Repeat exactly, please, the opening lines of the data below, through and including the line where "pub enum ValidationError" sits.

SUPPLIED INFORMATION:

++++

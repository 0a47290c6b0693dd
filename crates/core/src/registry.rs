use serde::Serialize;
use thiserror::Error;

use crate::slots::{SlotAnswer, SlotId, SlotValue};
use crate::templates::TemplateKey;

pub const MIN_TOTAL_CREDITS: i64 = 3;
pub const MAX_TOTAL_CREDITS: i64 = 60;
pub const CREDIT_STEP: i64 = 3;

pub type Validator = fn(&SlotValue) -> Result<SlotValue, ValidationError>;

#[derive(Clone, Debug, Error, PartialEq, Eq)]
pub enum RegistryError {
    #[error("unknown slot identifier `{0}`")]
    UnknownSlot(String),
    #[error("unknown template key `{0}`")]
    UnknownTemplate(String),
}

#[derive(Clone, Debug, Error, PartialEq, Eq)]
pub enum ValidationError {
    #[error("{slot} does not accept a \"don't care\" answer")]
    DontCareNotAccepted { slot: SlotId },
    #[error("expected a value for {expected}, got a value for {found}")]
    SlotMismatch { expected: SlotId, found: SlotId },
    #[error("total credits must be between {MIN_TOTAL_CREDITS} and {MAX_TOTAL_CREDITS}, got {value}")]
    CreditsOutOfRange { value: i64 },
    #[error("total credits must be a multiple of {CREDIT_STEP}, got {value}")]
    CreditsNotMultipleOfThree { value: i64 },
    #[error("{slot} needs at least one entry")]
    EmptySelection { slot: SlotId },
}

/// Static description of one slot: how it is validated and which templates ask for it.
#[derive(Clone, Copy, Debug)]
pub struct SlotDefinition {
    pub id: SlotId,
    pub accepts_dont_care: bool,
    pub request_template: TemplateKey,
    pub error_template: TemplateKey,
    validator: Validator,
}

impl SlotDefinition {
    fn new(id: SlotId, accepts_dont_care: bool, validator: Validator) -> Self {
        Self {
            id,
            accepts_dont_care,
            request_template: TemplateKey::Request(id),
            error_template: TemplateKey::RequestWithError(id),
            validator,
        }
    }
}

/// An answer that passed its slot's contract. Only the registry can build one, which
/// keeps unchecked values out of the slot store.
#[derive(Clone, Debug, PartialEq, Eq, Serialize)]
pub struct ValidatedAnswer {
    slot: SlotId,
    answer: SlotAnswer,
}

impl ValidatedAnswer {
    pub fn slot(&self) -> SlotId {
        self.slot
    }

    pub fn answer(&self) -> &SlotAnswer {
        &self.answer
    }

    pub fn into_answer(self) -> SlotAnswer {
        self.answer
    }
}

#[derive(Clone, Debug)]
pub struct SlotRegistry {
    definitions: [SlotDefinition; 5],
}

impl Default for SlotRegistry {
    fn default() -> Self {
        Self::standard()
    }
}

impl SlotRegistry {
    pub fn standard() -> Self {
        Self {
            definitions: [
                SlotDefinition::new(SlotId::TotalCredits, false, validate_total_credits),
                SlotDefinition::new(SlotId::UserSchedules, true, validate_user_schedules),
                SlotDefinition::new(SlotId::Fields, true, validate_fields),
                SlotDefinition::new(SlotId::Formats, true, validate_formats),
                SlotDefinition::new(SlotId::Semester, false, validate_semester),
            ],
        }
    }

    pub fn get(&self, slot: SlotId) -> &SlotDefinition {
        &self.definitions[slot.index()]
    }

    pub fn lookup(&self, name: &str) -> Result<&SlotDefinition, RegistryError> {
        let slot = name.parse::<SlotId>()?;
        Ok(self.get(slot))
    }

    pub fn definitions(&self) -> impl Iterator<Item = &SlotDefinition> {
        self.definitions.iter()
    }

    pub fn validate(
        &self,
        slot: SlotId,
        answer: &SlotAnswer,
    ) -> Result<ValidatedAnswer, ValidationError> {
        let definition = self.get(slot);
        let normalized = match answer {
            SlotAnswer::DontCare if definition.accepts_dont_care => SlotAnswer::DontCare,
            SlotAnswer::DontCare => return Err(ValidationError::DontCareNotAccepted { slot }),
            SlotAnswer::Value(value) => {
                if value.slot() != slot {
                    return Err(ValidationError::SlotMismatch { expected: slot, found: value.slot() });
                }
                SlotAnswer::Value((definition.validator)(value)?)
            }
        };

        Ok(ValidatedAnswer { slot, answer: normalized })
    }
}

fn validate_total_credits(value: &SlotValue) -> Result<SlotValue, ValidationError> {
    let SlotValue::TotalCredits(credits) = value else {
        return Err(mismatch(SlotId::TotalCredits, value));
    };
    let credits = *credits;
    if !(MIN_TOTAL_CREDITS..=MAX_TOTAL_CREDITS).contains(&credits) {
        return Err(ValidationError::CreditsOutOfRange { value: credits });
    }
    if credits % CREDIT_STEP != 0 {
        return Err(ValidationError::CreditsNotMultipleOfThree { value: credits });
    }
    Ok(SlotValue::TotalCredits(credits))
}

fn validate_user_schedules(value: &SlotValue) -> Result<SlotValue, ValidationError> {
    let SlotValue::UserSchedules(conflicts) = value else {
        return Err(mismatch(SlotId::UserSchedules, value));
    };
    Ok(SlotValue::UserSchedules(non_empty_sorted(SlotId::UserSchedules, conflicts)?))
}

fn validate_fields(value: &SlotValue) -> Result<SlotValue, ValidationError> {
    let SlotValue::Fields(fields) = value else {
        return Err(mismatch(SlotId::Fields, value));
    };
    Ok(SlotValue::Fields(non_empty_sorted(SlotId::Fields, fields)?))
}

fn validate_formats(value: &SlotValue) -> Result<SlotValue, ValidationError> {
    let SlotValue::Formats(formats) = value else {
        return Err(mismatch(SlotId::Formats, value));
    };
    Ok(SlotValue::Formats(non_empty_sorted(SlotId::Formats, formats)?))
}

fn validate_semester(value: &SlotValue) -> Result<SlotValue, ValidationError> {
    match value {
        SlotValue::Semester(semester) => Ok(SlotValue::Semester(*semester)),
        other => Err(mismatch(SlotId::Semester, other)),
    }
}

fn non_empty_sorted<T>(slot: SlotId, entries: &[T]) -> Result<Vec<T>, ValidationError>
where
    T: Clone + Ord,
{
    if entries.is_empty() {
        return Err(ValidationError::EmptySelection { slot });
    }
    let mut sorted = entries.to_vec();
    sorted.sort();
    sorted.dedup();
    Ok(sorted)
}

fn mismatch(expected: SlotId, value: &SlotValue) -> ValidationError {
    ValidationError::SlotMismatch { expected, found: value.slot() }
}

++++

SOLUTION BELOW:
repository 0a47290c6b0693dd
filename crates/core/src/registry.rs
use serde::Serialize;
use thiserror::Error;

use crate::slots::{SlotAnswer, SlotId, SlotValue};
use crate::templates::TemplateKey;

pub const MIN_TOTAL_CREDITS: i64 = 3;
pub const MAX_TOTAL_CREDITS: i64 = 60;
pub const CREDIT_STEP: i64 = 3;

pub type Validator = fn(&SlotValue) -> Result<SlotValue, ValidationError>;

#[derive(Clone, Debug, Error, PartialEq, Eq)]
pub enum RegistryError {
    #[error("unknown slot identifier `{0}`")]
    UnknownSlot(String),
    #[error("unknown template key `{0}`")]
    UnknownTemplate(String),
}

#[derive(Clone, Debug, Error, PartialEq, Eq)]
pub enum ValidationError {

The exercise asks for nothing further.